Hoje, o Vitória é vice-lanterna do Campeonato Brasileiro e somou apenas 13 pontos, dos 51 disputados, seis de distância para o São Paulo, primeiro time fora da zona. O aproveitamento é de 25,5%.  Apesar da mudança no gol, a base do time será mantida. Se tiver alguma mudança, será pontual. A informação também é de Mancini.

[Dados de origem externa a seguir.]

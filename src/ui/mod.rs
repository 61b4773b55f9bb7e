pub mod dialogs;
pub mod text_input;

use crate::app::{App, Focus, Notification, NotificationLevel};
use ratatui::{
    Frame,
    layout::{Constraint, Direction, Layout, Rect},
    style::{Color, Modifier, Style},
    text::{Line, Span},
    widgets::{Block, Borders, Paragraph},
};

/// 主渲染函数
pub fn render(f: &mut Frame, app: &mut App) {
    let chunks = Layout::default()
        .direction(Direction::Vertical)
        .constraints([
            Constraint::Length(1), // 顶栏
            Constraint::Length(3), // 截止日期
            Constraint::Length(3), // 标题
            Constraint::Min(3),    // 描述
            Constraint::Length(1), // 状态栏
        ])
        .split(f.area());

    render_top_bar(f, chunks[0], app);
    render_due_date(f, chunks[1], app);

    let title_block = field_block("Title", app.focus == Focus::Title);
    let title_inner = title_block.inner(chunks[2]);
    f.render_widget(title_block, chunks[2]);
    let focused = app.focus == Focus::Title;
    app.title_input.render(f, title_inner, focused);

    let description_block = field_block("Description", app.focus == Focus::Description);
    let description_inner = description_block.inner(chunks[3]);
    f.render_widget(description_block, chunks[3]);
    let focused = app.focus == Focus::Description;
    app.description_input.render(f, description_inner, focused);

    render_status_line(f, chunks[4], app);

    if let Some(picker) = &app.date_picker {
        dialogs::render_date_picker(f, picker);
    }
    if let Some(dialog) = &app.confirm_delete {
        dialogs::render_confirm_dialog(f, dialog);
    }
    if let Some(notification) = &app.notification {
        render_notification(f, f.area(), notification);
    }
}

fn field_block(title: &str, focused: bool) -> Block<'static> {
    let border_style = if focused {
        Style::default().fg(Color::Rgb(136, 192, 208))
    } else {
        Style::default().fg(Color::Rgb(76, 86, 106))
    };
    Block::default()
        .title(format!(" {} ", title))
        .borders(Borders::ALL)
        .border_style(border_style)
        .border_type(ratatui::widgets::BorderType::Rounded)
}

/// 顶栏：表单标题和快捷键
fn render_top_bar(f: &mut Frame, area: Rect, app: &App) {
    let mut hints = vec!["Tab next", "Ctrl+S save"];
    if app.state.is_delete_enabled {
        hints.push("Ctrl+D delete");
    }
    hints.push("Ctrl+Q quit");

    let line = Line::from(vec![
        Span::styled(
            format!(" {} ", app.state.top_app_bar_title),
            Style::default()
                .fg(Color::Rgb(46, 52, 64))
                .bg(Color::Rgb(129, 161, 193))
                .add_modifier(Modifier::BOLD),
        ),
        Span::raw("  "),
        Span::styled(
            hints.join("  "),
            Style::default().fg(Color::Rgb(76, 86, 106)),
        ),
    ]);
    f.render_widget(Paragraph::new(line), area);
}

fn render_due_date(f: &mut Frame, area: Rect, app: &App) {
    let block = field_block("Due date", app.focus == Focus::DueDate);
    let text = match &app.state.due_date {
        Some(date) => Span::raw(date.clone()),
        None => Span::styled(
            "No due date (Enter to pick)",
            Style::default().fg(Color::Rgb(76, 86, 106)),
        ),
    };
    f.render_widget(Paragraph::new(Line::from(text)).block(block), area);
}

/// 状态栏：编辑模式、处理中、错误
fn render_status_line(f: &mut Frame, area: Rect, app: &App) {
    let mut spans = Vec::new();
    match app.focus {
        Focus::Title => spans.push(app.title_input.mode_indicator()),
        Focus::Description => spans.push(app.description_input.mode_indicator()),
        Focus::DueDate => {}
    }

    if app.state.is_processing {
        spans.push(Span::styled(
            "  Working...",
            Style::default().fg(Color::Rgb(235, 203, 139)),
        ));
    } else if let Some(error) = &app.state.error {
        spans.push(Span::styled(
            format!("  {}", error),
            Style::default().fg(Color::Rgb(191, 97, 106)),
        ));
    }

    f.render_widget(Paragraph::new(Line::from(spans)), area);
}

/// 渲染通知栏
fn render_notification(f: &mut Frame, area: Rect, notification: &Notification) {
    // 通知栏占据顶部 3 行
    let notification_area = Rect {
        x: area.x,
        y: area.y,
        width: area.width,
        height: area.height.min(3),
    };

    let (bg_color, fg_color, prefix) = match notification.level {
        NotificationLevel::Info => (Color::Blue, Color::White, "ℹ"),
        NotificationLevel::Error => (Color::Red, Color::White, "✗"),
    };

    let content = Line::from(vec![
        Span::styled(
            format!(" {} ", prefix),
            Style::default()
                .fg(fg_color)
                .bg(bg_color)
                .add_modifier(Modifier::BOLD),
        ),
        Span::raw(" "),
        Span::styled(&notification.message, Style::default().fg(fg_color)),
    ]);

    let block = Block::default()
        .borders(Borders::ALL)
        .border_style(Style::default().fg(bg_color))
        .style(Style::default().bg(bg_color));

    f.render_widget(Paragraph::new(content).block(block), notification_area);
}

“Nesses dias iniciais, tentei não usar só a parte tática, como também a sensibilidade de perceber quem, no momento, estava mais confiante. No time de futebol, não dá para mudar todos os jogadores. Tem que manter uma base. Não quer dizer que essa equipe vai ser a mesma, mas tenho que manter, pelo menos, 90%, porque eu tenho que ganhar um padrão, sabendo que a gente joga dentro do Barradão. O mais importante no momento é passar uma confiança e uma segurança”, completou.

 

Caso haja mudança, o provável é que seja no setor ofensivo, já que o rubro-negro precisa vencer. Além de não ganhar há cinco rodadas - foram quatro derrotas consecutivas e um empate -, o time é o pior mandante do Campeonato Brasileiro, com apenas uma vitória em nove jogos - foram seis derrotas e dois empates. Sorte que a Ponte Preta também tem desempenho pífio como visitante. Dos nove jogos que fez, só conseguiu ganhar um, empatou três e perdeu cinco.

 

Desfalques
Mancini não terá todo o elenco à disposição para encarar a equipe alvinegra. Além dos desfalques já previstos, como o do atacante Kieza, que se recupera de cirurgia no ombro, e os dos volantes Willian Farias, que se recupera de distensão no joelho, e José Welison, que precisou ser operado após lesionar os ligamentos do joelho, o técnico também perdeu Cleiton Xavier.

 

O meia, que entrou no segundo tempo do jogo contra o Cruzeiro, chegou a ser relacionado para a partida, mas teve seu nome cortado da relação após um exame na coxa direita apontar lesão muscular. Por outro lado, Yago, que deixou a partida com dor, já se recuperou e pode jogar.